Man kann sogar JPEG für Videos verwenden. Das geht bei Motion-JPEG. Das wird auch M-JPEG genannt. Dabei werden JPEG-Dateien nacheinander komprimiert gespeichert. Bei digitalen Videokameras wird dieses Verfahren verwendet. Eine gute Qualität ist hierbei trotz weniger Rechenleistung zu erzielen.

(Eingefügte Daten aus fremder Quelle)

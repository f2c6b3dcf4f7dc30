//! Registry of loaded conversations, containers and branch tables.

use std::collections::BTreeMap;
use std::sync::Arc;

use schemars::JsonSchema;
use serde::{Deserialize, Serialize};
use tracing::warn;

use crate::branch::ConversationBranchContainer;
use crate::container::ConversationContainer;
use crate::dialogue::{Conversation, DataIssue, DataIssueKind};
use crate::error::{ConvoError, ConvoResult};

/// Serialized form handed over by the import pipeline.
#[derive(Clone, Debug, Default, Serialize, Deserialize, JsonSchema)]
pub struct ConversationBundle {
    #[serde(default)]
    pub conversations: Vec<Conversation>,
    #[serde(default)]
    pub containers: Vec<ConversationContainer>,
    #[serde(default)]
    pub branch_tables: Vec<ConversationBranchContainer>,
}

impl ConversationBundle {
    pub fn from_json(input: &str) -> ConvoResult<Self> {
        serde_json::from_str(input).map_err(|err| ConvoError::from_json(&err, input))
    }

    pub fn to_json(&self) -> ConvoResult<String> {
        serde_json::to_string_pretty(self).map_err(ConvoError::serialization)
    }
}

/// Shared lookup tables. Containers are held behind `Arc` so their selection cursors are shared
/// by every session using this library.
#[derive(Clone, Debug, Default)]
pub struct ConversationLibrary {
    conversations: BTreeMap<String, Arc<Conversation>>,
    containers: BTreeMap<String, Arc<ConversationContainer>>,
    branch_tables: BTreeMap<String, Arc<ConversationBranchContainer>>,
}

impl ConversationLibrary {
    pub fn new() -> Self {
        Self::default()
    }

    /// Builds a library from a bundle. Duplicate ids are rejected.
    pub fn from_bundle(bundle: ConversationBundle) -> ConvoResult<Self> {
        let mut library = Self::new();
        for conversation in bundle.conversations {
            let id = conversation.id.clone();
            if library.conversations.contains_key(&id) {
                return Err(ConvoError::InvalidData(format!(
                    "duplicate conversation id '{id}'"
                )));
            }
            library.insert_conversation(conversation);
        }
        for container in bundle.containers {
            let name = container.name.clone();
            if library.containers.contains_key(&name) {
                return Err(ConvoError::InvalidData(format!(
                    "duplicate container name '{name}'"
                )));
            }
            library.insert_container(container);
        }
        for table in bundle.branch_tables {
            let name = table.name.clone();
            if library.branch_tables.contains_key(&name) {
                return Err(ConvoError::InvalidData(format!(
                    "duplicate branch table '{name}'"
                )));
            }
            library.insert_branch_table(table);
        }
        Ok(library)
    }

    pub fn insert_conversation(&mut self, conversation: Conversation) -> Arc<Conversation> {
        let conversation = Arc::new(conversation);
        self.conversations
            .insert(conversation.id.clone(), Arc::clone(&conversation));
        conversation
    }

    pub fn insert_container(&mut self, container: ConversationContainer) -> Arc<ConversationContainer> {
        let container = Arc::new(container);
        self.containers
            .insert(container.name.clone(), Arc::clone(&container));
        container
    }

    pub fn insert_branch_table(
        &mut self,
        table: ConversationBranchContainer,
    ) -> Arc<ConversationBranchContainer> {
        let table = Arc::new(table);
        self.branch_tables
            .insert(table.name.clone(), Arc::clone(&table));
        table
    }

    pub fn conversation(&self, id: &str) -> Option<Arc<Conversation>> {
        self.conversations.get(id).cloned()
    }

    pub fn container(&self, name: &str) -> Option<Arc<ConversationContainer>> {
        self.containers.get(name).cloned()
    }

    pub fn branch_table(&self, name: &str) -> Option<Arc<ConversationBranchContainer>> {
        self.branch_tables.get(name).cloned()
    }

    pub fn conversations(&self) -> impl Iterator<Item = &Arc<Conversation>> {
        self.conversations.values()
    }

    /// Looks up a conversation referenced by a container entry.
    ///
    /// Unset or dangling references resolve to `None`.
    pub fn resolve_reference(&self, reference: Option<&str>) -> Option<Arc<Conversation>> {
        let id = reference?.trim();
        if id.is_empty() {
            return None;
        }
        let found = self.conversation(id);
        if found.is_none() {
            warn!(conversation = id, "container references an unknown conversation");
        }
        found
    }

    /// Runs every conversation's validation plus container reference checks.
    pub fn validate(&self) -> Vec<DataIssue> {
        let mut issues: Vec<DataIssue> = self
            .conversations
            .values()
            .flat_map(|conversation| conversation.validate())
            .collect();
        for container in self.containers.values() {
            for entry in &container.entries {
                let dangling = match entry.conversation.as_deref() {
                    Some(id) => !self.conversations.contains_key(id),
                    None => true,
                };
                if dangling {
                    issues.push(DataIssue {
                        conversation_id: entry.conversation.clone().unwrap_or_default(),
                        line_index: None,
                        kind: DataIssueKind::DanglingContainerEntry {
                            container: container.name.clone(),
                            alias: entry.alias.clone(),
                        },
                    });
                }
            }
        }
        issues
    }
}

Qualitätsverluste bei dem Format JPEG werden auch als „Artefakte“ bezeichnet. Artefakt ist eine unerwünschte Anzeige in digitalen Fotografien oder Grafiken. In der Fotografie findet dieser Begriff meistens Anwendung. Bei scharfen Übergängen im Bild entstehen verzerrte Bilder. Das geschieht bei einer größeren Kompression. Getrennte Kompressionen für Vorder- und Hintergrund eines Bildes erreicht man mit dem Format JPEP++.

Fazit zum Format JPEG

Durch die hohe Präsenz im Internet und die Akzeptanz der Benutzer ist das JPEG-Format aus der digitalen Welt nicht mehr wegzudenken. Der geringe Speicherplatzbedarf scheint der Hauptgrund für diese Beliebtheit zu sein. Kleine Qualitätsverluste werden dabei in Kauf genommen. Die private Nutzung von JPEG findet weltweit statt. Ob in Emails oder bei der digitalen Fotografie: JPEG ist der Vorreiter und auf jedem PC in dieser Welt Standard.